The litigation concerns one of Cordelia’s premium and popular LED recessed lighting fixtures, which is protected by Cordelia’s U.S. Patent No. 8,474,204 (“the ‘204 patent”).  Mr. Feng prosecuted the ‘204 patent, which the Patent Office approved without any objection.  The ‘204 patent is directed to the particular heat-dissipating and magnetic trim features of Cordelia’s product, which it sells exclusively through Home Depot stores throughout the United States.  Cordelia’s opponent in the litigation—China-based Zhejiang Yankon Group Co., Ltd. (“Yankon”)—recently began selling its accused infringing LED lighting fixture, also nationwide, at Home Depot’s chief retail competitor Lowe’s.

In his April 27, 2015 Order, U.S. District Judge Jesus G. Bernal of the Central District of California agreed with Cordelia that infringement of the ‘204 patent is likely, that the ‘204 patent likely is valid and enforceable, and that the recent competition from Yankon—selling its accused infringing product at Lowe’s—is causing irreparable harm to Cordelia.  As the Court summarized, “Cordelia presents persuasive evidence of irreparable harm through price erosion, loss of market share, and harm to Cordelia’s market position.”  Concerning price erosion, the Court found, “After Yankon entered the market, Home Depot demanded price reductions, which lowered Cordelia’s wholesale price . . . approximately 22 percent . . . so that Home Depot could lower its retail price point in response to the accused products being sold through Lowe’s. . . .  These forced price reductions are evidence of irreparable harm.”

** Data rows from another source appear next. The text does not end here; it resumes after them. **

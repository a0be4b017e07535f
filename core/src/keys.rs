//! Signing/encryption key pairs and their derived identity.

use tracing::debug;

use crate::address::{BitmessageAddress, RIPE_LENGTH};
use crate::codec::{put_u32, put_var_bytes, put_var_int, Decoder};
use crate::crypto::Cryptography;
use crate::error::CoreResult;
use crate::pow::{NETWORK_EXTRA_BYTES, NETWORK_NONCE_TRIALS_PER_BYTE};

/// Latest address/pubkey version this node generates.
pub const LATEST_ADDRESS_VERSION: u64 = 4;

/// Behavior bits a pubkey advertises. The protocol counts bits from the
/// most significant end of the 32-bit field, hence the subtraction.
#[derive(Debug, Clone, Copy, PartialEq, Eq)]
pub enum Feature {
    /// The owner expects the destination ripe to precede the encrypted
    /// msg data addressed to them.
    IncludeDestination,
    /// The owner sends acknowledgements instead of dropping them.
    DoesAck,
}

impl Feature {
    const ALL: [Feature; 2] = [Feature::IncludeDestination, Feature::DoesAck];

    fn bit(self) -> u32 {
        let bit_number = match self {
            Feature::IncludeDestination => 30,
            Feature::DoesAck => 31,
        };
        1 << (31 - bit_number)
    }

    pub fn bitfield(features: &[Feature]) -> u32 {
        features.iter().fold(0, |acc, f| acc | f.bit())
    }

    pub fn features(bitfield: u32) -> Vec<Feature> {
        Self::ALL
            .into_iter()
            .filter(|f| f.is_active(bitfield))
            .collect()
    }

    pub fn is_active(self, bitfield: u32) -> bool {
        bitfield & self.bit() != 0
    }
}

/// A correspondent's public key material, the answer to a getpubkey
/// request.
///
/// Keys are held in uncompressed 65-byte form (leading 0x04); the wire
/// codec reads and writes the 64-byte form the protocol uses.
#[derive(Debug, Clone, PartialEq, Eq)]
pub struct Pubkey {
    pub version: u64,
    pub stream: u64,
    pub behavior_bitfield: u32,
    pub public_signing_key: [u8; 65],
    pub public_encryption_key: [u8; 65],
    /// v3+: difficulty the owner demands for messages addressed to them.
    pub nonce_trials_per_byte: u64,
    pub extra_bytes: u64,
    /// v3+: DER signature over object header + pubkey data.
    pub signature: Vec<u8>,
}

impl Pubkey {
    pub fn ripe(&self, crypto: &dyn Cryptography) -> [u8; RIPE_LENGTH] {
        let digest = crypto.sha512(&[&self.public_signing_key, &self.public_encryption_key]);
        crypto.ripemd160(&digest)
    }

    pub fn address(&self, crypto: &dyn Cryptography) -> BitmessageAddress {
        BitmessageAddress::new(self.version, self.stream, self.ripe(crypto))
    }

    pub fn does_ack(&self) -> bool {
        Feature::DoesAck.is_active(self.behavior_bitfield)
    }

    /// The fields covered by the pubkey signature, without the object
    /// header: behavior, both keys, and for v3+ the difficulty terms.
    pub fn signed_fields(&self) -> Vec<u8> {
        let mut buf = Vec::with_capacity(4 + 128 + 8);
        put_u32(&mut buf, self.behavior_bitfield);
        buf.extend_from_slice(&self.public_signing_key[1..]);
        buf.extend_from_slice(&self.public_encryption_key[1..]);
        if self.version >= 3 {
            put_var_int(&mut buf, self.nonce_trials_per_byte);
            put_var_int(&mut buf, self.extra_bytes);
        }
        buf
    }

    /// Serializes the cleartext pubkey body (v2 stops after the keys,
    /// v3+ appends difficulty and signature).
    pub fn encode(&self, buf: &mut Vec<u8>) {
        buf.extend_from_slice(&self.signed_fields());
        if self.version >= 3 {
            put_var_bytes(buf, &self.signature);
        }
    }

    pub fn decode(version: u64, stream: u64, dec: &mut Decoder<'_>) -> CoreResult<Self> {
        let behavior_bitfield = dec.u32()?;
        let mut public_signing_key = [4u8; 65];
        public_signing_key[1..].copy_from_slice(dec.bytes(64)?);
        let mut public_encryption_key = [4u8; 65];
        public_encryption_key[1..].copy_from_slice(dec.bytes(64)?);
        let (nonce_trials_per_byte, extra_bytes, signature) = if version >= 3 {
            let ntpb = dec.var_int()?;
            let eb = dec.var_int()?;
            let signature = dec.var_bytes(1024)?;
            (ntpb, eb, signature)
        } else {
            (0, 0, Vec::new())
        };
        Ok(Pubkey {
            version,
            stream,
            behavior_bitfield,
            public_signing_key,
            public_encryption_key,
            nonce_trials_per_byte,
            extra_bytes,
            signature,
        })
    }
}

/// A local identity: both private keys plus the derived pubkey.
#[derive(Clone)]
pub struct PrivateKey {
    pub private_signing_key: [u8; 32],
    pub private_encryption_key: [u8; 32],
    pub pubkey: Pubkey,
}

impl PrivateKey {
    /// Generates an identity from OS randomness (a 1024-byte seed).
    pub fn random(
        crypto: &dyn Cryptography,
        version: u64,
        stream: u64,
        shorter: bool,
        features: &[Feature],
    ) -> CoreResult<Self> {
        let seed = crypto.random_bytes(1024);
        let mut cursor = 0u64;
        Self::derive_next(crypto, &seed, &mut cursor, version, stream, shorter, features)
    }

    /// Derives `count` identities from a passphrase. Pure in all its
    /// arguments: the same inputs yield the same keys in the same
    /// order, on any machine. The nonce cursor keeps advancing across
    /// accepted keys, so key *n+1* continues where key *n* stopped.
    pub fn deterministic(
        crypto: &dyn Cryptography,
        passphrase: &str,
        count: usize,
        version: u64,
        stream: u64,
        shorter: bool,
    ) -> CoreResult<Vec<Self>> {
        let seed = passphrase.as_bytes();
        let mut cursor = 0u64;
        let mut keys = Vec::with_capacity(count);
        for _ in 0..count {
            keys.push(Self::derive_next(
                crypto,
                seed,
                &mut cursor,
                version,
                stream,
                shorter,
                &[Feature::DoesAck],
            )?);
        }
        Ok(keys)
    }

    /// Walks nonce pairs `(n, n+1)` until the derived ripe starts with
    /// a zero byte (two for "shorter" addresses), then leaves the
    /// cursor behind the accepted pair.
    fn derive_next(
        crypto: &dyn Cryptography,
        seed: &[u8],
        cursor: &mut u64,
        version: u64,
        stream: u64,
        shorter: bool,
        features: &[Feature],
    ) -> CoreResult<Self> {
        loop {
            let signing_nonce = *cursor;
            let encryption_nonce = *cursor + 1;
            *cursor += 2;

            let private_signing_key = hash_to_key(crypto, seed, signing_nonce);
            let private_encryption_key = hash_to_key(crypto, seed, encryption_nonce);

            // A truncated SHA-512 can land outside the curve order with
            // negligible probability; skip the pair when it does.
            let Ok(public_signing_key) = crypto.create_public_key(&private_signing_key) else {
                continue;
            };
            let Ok(public_encryption_key) = crypto.create_public_key(&private_encryption_key)
            else {
                continue;
            };

            let digest = crypto.sha512(&[&public_signing_key, &public_encryption_key]);
            let ripe = crypto.ripemd160(&digest);
            let acceptable = ripe[0] == 0 && (!shorter || ripe[1] == 0);
            if !acceptable {
                continue;
            }

            debug!(nonce = signing_nonce, "derived identity key pair");
            return Ok(PrivateKey {
                private_signing_key,
                private_encryption_key,
                pubkey: Pubkey {
                    version,
                    stream,
                    behavior_bitfield: Feature::bitfield(features),
                    public_signing_key,
                    public_encryption_key,
                    nonce_trials_per_byte: NETWORK_NONCE_TRIALS_PER_BYTE,
                    extra_bytes: NETWORK_EXTRA_BYTES,
                    signature: Vec::new(),
                },
            });
        }
    }

    pub fn address(&self, crypto: &dyn Cryptography) -> BitmessageAddress {
        self.pubkey.address(crypto)
    }

    /// Signs `data` with the signing key.
    pub fn sign(&self, crypto: &dyn Cryptography, data: &[u8]) -> CoreResult<Vec<u8>> {
        crypto.sign(&self.private_signing_key, data)
    }
}

impl std::fmt::Debug for PrivateKey {
    fn fmt(&self, f: &mut std::fmt::Formatter<'_>) -> std::fmt::Result {
        // Private scalars stay out of logs.
        f.debug_struct("PrivateKey")
            .field("pubkey", &self.pubkey)
            .finish_non_exhaustive()
    }
}

fn hash_to_key(crypto: &dyn Cryptography, seed: &[u8], nonce: u64) -> [u8; 32] {
    let mut nonce_bytes = Vec::with_capacity(9);
    put_var_int(&mut nonce_bytes, nonce);
    let digest = crypto.sha512(&[seed, &nonce_bytes]);
    let mut key = [0u8; 32];
    key.copy_from_slice(&digest[..32]);
    key
}

#[cfg(test)]
mod tests {
    use super::*;
    use crate::crypto::DefaultCryptography;

    #[test]
    fn bitfield_round_trip_for_every_subset() {
        let subsets: &[&[Feature]] = &[
            &[],
            &[Feature::IncludeDestination],
            &[Feature::DoesAck],
            &[Feature::IncludeDestination, Feature::DoesAck],
        ];
        for subset in subsets {
            let bitfield = Feature::bitfield(subset);
            let mut recovered = Feature::features(bitfield);
            recovered.sort_by_key(|f| f.bit());
            let mut expected = subset.to_vec();
            expected.sort_by_key(|f| f.bit());
            assert_eq!(recovered, expected);
        }
    }

    #[test]
    fn feature_bits_count_from_msb() {
        assert_eq!(Feature::DoesAck.bit(), 0x0000_0001);
        assert_eq!(Feature::IncludeDestination.bit(), 0x0000_0002);
    }

    #[test]
    fn random_key_has_zero_ripe_prefix() {
        let crypto = DefaultCryptography::new();
        let key = PrivateKey::random(&crypto, 4, 1, false, &[Feature::DoesAck]).unwrap();
        let ripe = key.pubkey.ripe(&crypto);
        assert_eq!(ripe[0], 0);
        assert_eq!(
            crypto.create_public_key(&key.private_signing_key).unwrap(),
            key.pubkey.public_signing_key
        );
        assert_eq!(
            crypto
                .create_public_key(&key.private_encryption_key)
                .unwrap(),
            key.pubkey.public_encryption_key
        );
    }

    #[test]
    fn deterministic_generation_is_pure() {
        let crypto = DefaultCryptography::new();
        let first = PrivateKey::deterministic(&crypto, "test", 2, 4, 1, false).unwrap();
        let second = PrivateKey::deterministic(&crypto, "test", 2, 4, 1, false).unwrap();
        assert_eq!(first.len(), 2);
        for (a, b) in first.iter().zip(&second) {
            assert_eq!(a.private_signing_key, b.private_signing_key);
            assert_eq!(a.private_encryption_key, b.private_encryption_key);
            assert_eq!(a.pubkey, b.pubkey);
        }
        // The cursor advanced: the two keys differ.
        assert_ne!(first[0].private_signing_key, first[1].private_signing_key);
    }

    #[test]
    fn deterministic_address_is_well_formed() {
        let crypto = DefaultCryptography::new();
        let keys = PrivateKey::deterministic(&crypto, "test", 1, 4, 1, false).unwrap();
        assert_eq!(keys.len(), 1);
        let address = keys[0].address(&crypto);
        assert_eq!(address.ripe[0], 0);
        assert!(address.encode(&crypto).starts_with("BM-"));
    }

    #[test]
    fn different_passphrases_differ() {
        let crypto = DefaultCryptography::new();
        let a = PrivateKey::deterministic(&crypto, "test", 1, 4, 1, false).unwrap();
        let b = PrivateKey::deterministic(&crypto, "other", 1, 4, 1, false).unwrap();
        assert_ne!(a[0].private_signing_key, b[0].private_signing_key);
    }

    #[test]
    fn pubkey_codec_round_trip_v3() {
        let crypto = DefaultCryptography::new();
        let key = PrivateKey::random(&crypto, 3, 1, false, &[Feature::DoesAck]).unwrap();
        let mut pubkey = key.pubkey.clone();
        pubkey.signature = vec![0x30, 0x02, 0x01, 0x00];

        let mut buf = Vec::new();
        pubkey.encode(&mut buf);
        let mut dec = Decoder::new(&buf);
        let parsed = Pubkey::decode(3, 1, &mut dec).unwrap();
        assert!(dec.is_empty());
        assert_eq!(parsed, pubkey);
    }

    #[test]
    fn pubkey_codec_round_trip_v2_has_no_signature() {
        let crypto = DefaultCryptography::new();
        let key = PrivateKey::random(&crypto, 2, 1, false, &[]).unwrap();
        let mut pubkey = key.pubkey.clone();
        pubkey.version = 2;
        pubkey.nonce_trials_per_byte = 0;
        pubkey.extra_bytes = 0;

        let mut buf = Vec::new();
        pubkey.encode(&mut buf);
        assert_eq!(buf.len(), 4 + 64 + 64);
        let mut dec = Decoder::new(&buf);
        let parsed = Pubkey::decode(2, 1, &mut dec).unwrap();
        assert_eq!(parsed, pubkey);
    }
}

Concerning loss of market share, the Court found that “in a single year after the introduction of the accused products, Cordelia has already lost approximately one-third of its market share, and as a result of this reduction, it has lost a significant amount in gross revenues. . . .  These sharp losses are likely exacerbated by the fact that Cordelia and Yankon are the only two players in the premium recessed lighting fixture market.  The nature of the market further strengthens Cordelia’s argument for an injunction.”  As the Court concluded, “Finally, Yankon is a foreign corporation, presumably with most of its assets located overseas.  Therefore, it is likely that Cordelia would face significant difficulty in collecting damages even if it prevailed at trial. The potential difficulty inherent in collecting damages from a foreign defendant with limited assets in the United States supports a finding of irreparable harm.”